File spoon-archives/lyotard.archive/lyotard_2002/lyotard.0205, message 52


From: "Mary Murphy  and Eric Salstrand" <ericandmary-AT-earthlink.net>
Subject: Re: Community as a fiction
Date: Tue, 14 May 2002 21:30:36 -0500


Steve,

I hope we can explore this some more and perhaps others will jump in as
well. Given the obvious, that the virtual community cannot simply be
reduced to the Internet, what relationship does the virtual have with the
imagined community? What are the differences between the two concepts? How
in turn do they relate to the inoperative community of Nancy or the coming
community of Agamben?

In the attempt to expand a little on what I previously said, let me clarify
a little more what I mean by the virtual. I am working primarily with
Deleuze's conception here. As he writes in his book "Bergsonism: "The
virtual...does not have to be realized, but rather actualized; and the
rules of actualization are not those of resemblance and limitation, but
those of difference or divergence and of creation."

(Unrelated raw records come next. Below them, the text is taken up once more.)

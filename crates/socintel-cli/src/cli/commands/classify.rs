//! `socintel classify <text>` – print the IOC type.

use anyhow::Result;
use socintel_core::ioc::{detect_ioc_type, hash_algorithm_hint, IocType};

pub fn run_classify(text: &str) -> Result<()> {
    let kind = detect_ioc_type(text);
    match (kind, hash_algorithm_hint(text)) {
        (IocType::Hash, Some(hint)) => println!("{kind} ({hint} length)"),
        _ => println!("{kind}"),
    }
    Ok(())
}
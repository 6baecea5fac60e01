//! `socintel prefs ...` – the settings surface.

use anyhow::{bail, Result};
use socintel_core::config::SocintelConfig;
use socintel_core::menu::ContextMenu;
use socintel_core::prefs::{PreferenceDocument, PreferenceStore, SectionKey};
use socintel_core::settings::SettingsPanel;
use socintel_core::ui::{section_options, visible_set, TabSelector};
use std::sync::Arc;

use crate::cli::{PrefsCommand, SectionOption, UrlCommand};

/// Settings tabs in display order.
const TAB_ORDER: [SectionKey; 3] = [SectionKey::Ip, SectionKey::Url, SectionKey::Hash];

pub async fn run_prefs(
    store: PreferenceStore,
    cfg: &SocintelConfig,
    command: PrefsCommand,
) -> Result<()> {
    let store = Arc::new(store);
    let area = store.area();

    let mut menu = ContextMenu::new();
    menu.sync_from_storage(&store.get_all().await.unwrap_or_default());
    let mut changes = store.subscribe();

    let panel = SettingsPanel::open(Arc::clone(&store), cfg.debounce()).await;

    match command {
        PrefsCommand::Show { tab } => {
            print_sections(&panel.prefs(), tab);
            return Ok(());
        }
        PrefsCommand::Reset => {
            store.save_document(&PreferenceDocument::default()).await;
            println!("Preferences reset to defaults.");
        }
        PrefsCommand::Set {
            section,
            option,
            value,
        } => match option {
            SectionOption::Active => panel.set_active(section, value).await,
            SectionOption::Copy => panel.set_copy_to_clipboard(section, value).await,
            SectionOption::Sanitise => panel.set_sanitise(section, value).await?,
        },
        PrefsCommand::Url { command } => match command {
            UrlCommand::List { section } => {
                for (i, input) in panel.url_inputs(section).iter().enumerate() {
                    println!("{i:>2}. {}", input.value);
                }
                return Ok(());
            }
            UrlCommand::Add { section, template } => {
                let index = panel.add_url_input(section);
                edit(&panel, section, index, &template).await?;
            }
            UrlCommand::Set {
                section,
                index,
                template,
            } => edit(&panel, section, index, &template).await?,
            UrlCommand::Remove { section, index } => edit(&panel, section, index, "").await?,
        },
    }

    while let Ok(change) = changes.try_recv() {
        let before: Vec<SectionKey> = SectionKey::ALL.into_iter().filter(|k| menu.contains(*k)).collect();
        menu.apply_change(&change, area);
        if let Ok(key) = change.key.parse::<SectionKey>() {
            let now = menu.contains(key);
            if now != before.contains(&key) {
                let verb = if now { "added" } else { "removed" };
                println!("context menu: {verb} {}", key.label());
            }
        }
    }

    print_sections(&store.load_preferences().await, None);
    Ok(())
}

async fn edit(panel: &SettingsPanel, section: SectionKey, index: usize, value: &str) -> Result<()> {
    if !panel.edit_url(section, index, value)? {
        bail!("{value:?} is not a valid http(s) URL or domain");
    }
    panel.flush().await;
    Ok(())
}

fn print_sections(prefs: &PreferenceDocument, tab: Option<SectionKey>) {
    let ids: Vec<String> = TAB_ORDER.iter().map(|k| k.as_str().to_string()).collect();
    let shown: Vec<SectionKey> = match (tab, TabSelector::new(ids.clone(), ids)) {
        (Some(tab), Some(mut selector)) => {
            selector.activate(tab.as_str());
            selector
                .active_panels()
                .filter_map(|id| id.parse().ok())
                .collect()
        }
        _ => TAB_ORDER.to_vec(),
    };

    for key in shown {
        let section = prefs.section(key);
        let state = if section.active { "" } else { " (disabled)" };
        println!("[{}]{state}", key.label());

        let nodes = section_options(key, section);
        for (node, visible) in nodes.iter().zip(visible_set(&nodes)) {
            if !visible {
                continue;
            }
            let indent = "  ".repeat(node.level.unwrap_or(1) as usize);
            let mark = if node.checked == Some(true) { "x" } else { " " };
            println!("{indent}[{mark}] {}", node.label);
        }
        println!("  lookups:");
        for (i, url) in section.urls.iter().enumerate() {
            println!("  {i:>3}. {url}");
        }
    }
}
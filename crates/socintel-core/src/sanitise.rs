//! Defanging of IOCs before they are copied to the clipboard.

use serde::{Deserialize, Serialize};

/// Which defanging rule to apply.
#[derive(Debug, Clone, Copy, PartialEq, Eq, Serialize, Deserialize)]
#[serde(rename_all = "lowercase")]
pub enum SanitiseKind {
    Ip,
    Url,
}

/// Breaks the literal form of an IOC so it cannot be followed by accident.
///
/// - `Ip`: replaces the rightmost separator only. A trailing dotted tail
///   (`1.2.3.4`, `::ffff:1.2.3.4`) gets `[.]`, otherwise the last `:` gets
///   `[:]`.
/// - `Url`: every `.` becomes `[.]`.
pub fn sanitise(value: &str, kind: SanitiseKind) -> String {
    match kind {
        SanitiseKind::Ip => sanitise_ip(value),
        SanitiseKind::Url => value.replace('.', "[.]"),
    }
}

fn sanitise_ip(value: &str) -> String {
    let last_dot = value.rfind('.');
    let last_colon = value.rfind(':');

    let (at, replacement) = match (last_dot, last_colon) {
        (Some(dot), Some(colon)) if dot > colon => (dot, "[.]"),
        (Some(dot), None) => (dot, "[.]"),
        (_, Some(colon)) => (colon, "[:]"),
        (None, None) => return value.to_string(),
    };

    let mut out = String::with_capacity(value.len() + 2);
    out.push_str(&value[..at]);
    out.push_str(replacement);
    out.push_str(&value[at + 1..]);
    out
}
//! Shared helpers for integration tests.

pub mod host;
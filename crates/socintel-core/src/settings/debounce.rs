//! Per-key idle debouncing on tokio timers.

use std::collections::HashMap;
use std::future::Future;
use std::hash::Hash;
use std::sync::Mutex;
use std::time::Duration;
use tokio::task::JoinHandle;

/// Runs a task once its key has been quiet for `delay`. Scheduling the same
/// key again cancels the previous timer.
pub struct Debouncer<K> {
    delay: Duration,
    pending: Mutex<HashMap<K, JoinHandle<()>>>,
}

impl<K: Eq + Hash> Debouncer<K> {
    pub fn new(delay: Duration) -> Self {
        Self {
            delay,
            pending: Mutex::new(HashMap::new()),
        }
    }

    pub fn schedule<F>(&self, key: K, task: F)
    where
        F: Future<Output = ()> + Send + 'static,
    {
        let delay = self.delay;
        let handle = tokio::spawn(async move {
            tokio::time::sleep(delay).await;
            task.await;
        });
        let mut pending = self
            .pending
            .lock()
            .unwrap_or_else(|poisoned| poisoned.into_inner());
        if let Some(previous) = pending.insert(key, handle) {
            previous.abort();
        }
    }

    /// Await every scheduled task that has not been superseded.
    pub async fn flush(&self) {
        let handles: Vec<JoinHandle<()>> = {
            let mut pending = self
                .pending
                .lock()
                .unwrap_or_else(|poisoned| poisoned.into_inner());
            pending.drain().map(|(_, handle)| handle).collect()
        };
        for handle in handles {
            if let Err(e) = handle.await {
                if !e.is_cancelled() {
                    tracing::warn!("debounced task failed: {e}");
                }
            }
        }
    }
}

What is interesting to me about this book is that Deleuze directly
discusses the relationship between fiction and community I referred to in
my last post, but he does so in a much more negative fashion. He writes:
"And while society makes itself obeyed, it is thanks to the story-telling
function, which persuades the intelligence that it is in its interest to
confirm the social obligation." 

In Deleuze's view for Bergson both intelligence and instinct result in a
closed society and "only emotion differs in nature from both intelligence
and instinct, from both intelligent individual egoism and quasi-instinctive
social pressure."

I would interpret this creative emotion of which Deleuze speaks as being
related to the social imaginary in the positive sense of re-writing the
story. Through art and this re-writing, a virtual space is opened in which
the ordinary narratives of the ordinary story-telling function are
dis-rupted, dis-placed and de-layed. This allows the movement from the
virtual to the actual to occur and the reaction to this event in turn
allows a new virtual to re-emerge in order to repeat the process.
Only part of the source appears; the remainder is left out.